What causes muscle weakness?
A multitude of factors such as trauma, stress, or overuse can contribute to a muscle becoming weakened (under MAT’s definition). When you exercise, there is a period of exertion and then recovery. It is normal to feel fatigue. When there is trauma, stress or overuse, the muscle may not recover until properly rested. If this is habitual, (i.e. sitting at the computer in an ergonomically unsound position for 12 hours per day – every day for many years) then the result can be muscle weakness.

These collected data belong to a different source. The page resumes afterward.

//! Token-bucket rate limiters consulted on the dispatch path.
//!
//! Budgets are requests per second read live from a [`DynamicProperty`];
//! a bucket holds at most `max(1, rps)` tokens and refills continuously. A
//! non-positive or non-finite budget disables throttling.

use std::collections::HashMap;
use std::sync::Arc;
use std::time::Instant;

use parking_lot::Mutex;

use crate::config::dynamic::{DynamicProperty, NamespaceProperty};
use crate::util::clock::{Clock, SystemClock};

/// Share of the persistence budget granted to the host when no explicit host
/// budget is configured.
pub const HOST_RPS_TO_PERSISTENCE_QPS_RATIO: f64 = 0.3;

/// Non-blocking admission check.
pub trait RateLimiter: Send + Sync {
    /// Take one token if available.
    fn allow(&self) -> bool;

    /// Return a token taken by a successful [`RateLimiter::allow`].
    fn refund(&self) {}
}

#[derive(Debug)]
struct BucketState {
    tokens: f64,
    last_refill: Option<Instant>,
}

/// Token bucket with a live requests-per-second budget.
pub struct TokenBucketRateLimiter {
    rps: Arc<dyn DynamicProperty<f64>>,
    clock: Arc<dyn Clock>,
    state: Mutex<BucketState>,
}

impl TokenBucketRateLimiter {
    /// Bucket reading its budget from `rps`, timed by the system clock.
    pub fn new(rps: Arc<dyn DynamicProperty<f64>>) -> Self {
        Self::with_clock(rps, Arc::new(SystemClock))
    }

    /// Bucket with a custom time source.
    pub fn with_clock(rps: Arc<dyn DynamicProperty<f64>>, clock: Arc<dyn Clock>) -> Self {
        let burst = burst_of(rps.current_value());
        Self {
            rps,
            clock,
            state: Mutex::new(BucketState {
                tokens: burst,
                last_refill: None,
            }),
        }
    }

    /// Tokens currently available (after refilling to now).
    pub fn available_tokens(&self) -> f64 {
        let rate = self.rps.current_value();
        let mut state = self.state.lock();
        self.refill(&mut state, rate);
        state.tokens
    }

    fn refill(&self, state: &mut BucketState, rate: f64) {
        let now = self.clock.now();
        let burst = burst_of(rate);
        if let Some(last) = state.last_refill {
            let elapsed = now.saturating_duration_since(last).as_secs_f64();
            state.tokens += elapsed * rate;
        }
        // Budget may have shrunk since the last refill.
        state.tokens = state.tokens.min(burst);
        state.last_refill = Some(now);
    }
}

impl RateLimiter for TokenBucketRateLimiter {
    fn allow(&self) -> bool {
        let rate = self.rps.current_value();
        if !is_throttled(rate) {
            return true;
        }
        let mut state = self.state.lock();
        self.refill(&mut state, rate);
        if state.tokens >= 1.0 {
            state.tokens -= 1.0;
            true
        } else {
            false
        }
    }

    fn refund(&self) {
        let rate = self.rps.current_value();
        if !is_throttled(rate) {
            return;
        }
        let mut state = self.state.lock();
        state.tokens = (state.tokens + 1.0).min(burst_of(rate));
    }
}

fn is_throttled(rate: f64) -> bool {
    rate.is_finite() && rate > 0.0
}

fn burst_of(rate: f64) -> f64 {
    if is_throttled(rate) {
        rate.max(1.0)
    } else {
        1.0
    }
}

/// Limiter that admits only when every stage admits.
///
/// Stages are consulted in order; when a later stage denies, tokens taken from
/// earlier stages are refunded.
pub struct MultiStageRateLimiter {
    stages: Vec<Arc<dyn RateLimiter>>,
}

impl MultiStageRateLimiter {
    /// Compose `stages`, consulted first to last.
    pub fn new(stages: Vec<Arc<dyn RateLimiter>>) -> Self {
        Self { stages }
    }
}

impl RateLimiter for MultiStageRateLimiter {
    fn allow(&self) -> bool {
        for (idx, stage) in self.stages.iter().enumerate() {
            if !stage.allow() {
                for taken in self.stages[..idx].iter().rev() {
                    taken.refund();
                }
                return false;
            }
        }
        true
    }

    fn refund(&self) {
        for stage in &self.stages {
            stage.refund();
        }
    }
}

struct NamespaceScopedRps {
    rps: Arc<dyn NamespaceProperty<f64>>,
    namespace: String,
}

impl DynamicProperty<f64> for NamespaceScopedRps {
    fn current_value(&self) -> f64 {
        self.rps.value_for(&self.namespace)
    }
}

/// One token bucket per namespace, created on first use.
pub struct NamespaceRateLimiters {
    rps: Arc<dyn NamespaceProperty<f64>>,
    clock: Arc<dyn Clock>,
    buckets: Mutex<HashMap<String, Arc<TokenBucketRateLimiter>>>,
}

impl NamespaceRateLimiters {
    /// Buckets budgeted by `rps`, resolved per namespace name.
    pub fn new(rps: Arc<dyn NamespaceProperty<f64>>) -> Self {
        Self::with_clock(rps, Arc::new(SystemClock))
    }

    /// Buckets with a custom time source.
    pub fn with_clock(rps: Arc<dyn NamespaceProperty<f64>>, clock: Arc<dyn Clock>) -> Self {
        Self {
            rps,
            clock,
            buckets: Mutex::new(HashMap::new()),
        }
    }

    /// The bucket of `namespace`.
    pub fn limiter_for(&self, namespace: &str) -> Arc<TokenBucketRateLimiter> {
        let mut buckets = self.buckets.lock();
        if let Some(bucket) = buckets.get(namespace) {
            return Arc::clone(bucket);
        }
        let bucket = Arc::new(TokenBucketRateLimiter::with_clock(
            Arc::new(NamespaceScopedRps {
                rps: Arc::clone(&self.rps),
                namespace: namespace.to_string(),
            }),
            Arc::clone(&self.clock),
        ));
        buckets.insert(namespace.to_string(), Arc::clone(&bucket));
        bucket
    }

    /// Take a token from `namespace`'s bucket.
    pub fn allow(&self, namespace: &str) -> bool {
        self.limiter_for(namespace).allow()
    }
}

struct HostRps {
    host_rps: Arc<dyn DynamicProperty<f64>>,
    persistence_max_qps: Arc<dyn DynamicProperty<f64>>,
}

impl DynamicProperty<f64> for HostRps {
    fn current_value(&self) -> f64 {
        let host_rps = self.host_rps.current_value();
        if host_rps > 0.0 {
            return host_rps;
        }
        HOST_RPS_TO_PERSISTENCE_QPS_RATIO * self.persistence_max_qps.current_value()
    }
}

/// Host-wide limiter shared by every queue processor on the host.
///
/// Uses `host_rps` when positive, otherwise a fixed share of the persistence
/// budget.
pub fn host_rate_limiter(
    host_rps: Arc<dyn DynamicProperty<f64>>,
    persistence_max_qps: Arc<dyn DynamicProperty<f64>>,
    clock: Arc<dyn Clock>,
) -> Arc<dyn RateLimiter> {
    Arc::new(TokenBucketRateLimiter::with_clock(
        Arc::new(HostRps {
            host_rps,
            persistence_max_qps,
        }),
        clock,
    ))
}

/// Per-operation limiter layered over the host limiter.
pub fn operation_rate_limiter(
    host: Arc<dyn RateLimiter>,
    operation_rps: Arc<dyn DynamicProperty<f64>>,
    clock: Arc<dyn Clock>,
) -> Arc<dyn RateLimiter> {
    let operation: Arc<dyn RateLimiter> =
        Arc::new(TokenBucketRateLimiter::with_clock(operation_rps, clock));
    Arc::new(MultiStageRateLimiter::new(vec![operation, host]))
}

The central nervous system detects various forms of stress and orchestrates messages that may alter the ability of the muscle to contract efficiently. When a particular set of muscles are contracting (shortening), then there are also muscles that function concomitantly in lengthening. These lengthening muscles may lose their ability to lengthen as a function of the other muscles loss of ability to contract and shorten. This may be established as a protection mechanism to keep the body from moving into a position of weakness or vulnerability. A sudden trauma to the body may also cause a muscle to become weakened, such as slipping on ice and moving into an extreme range of motion suddenly. Often during a MAT session muscle “tightness” simply goes away as contraction efficiency (activation) is restored.
At MAT we say – “Muscle tightness is secondary to muscle weakness.” Solve the weakness and you just may solve the tightness.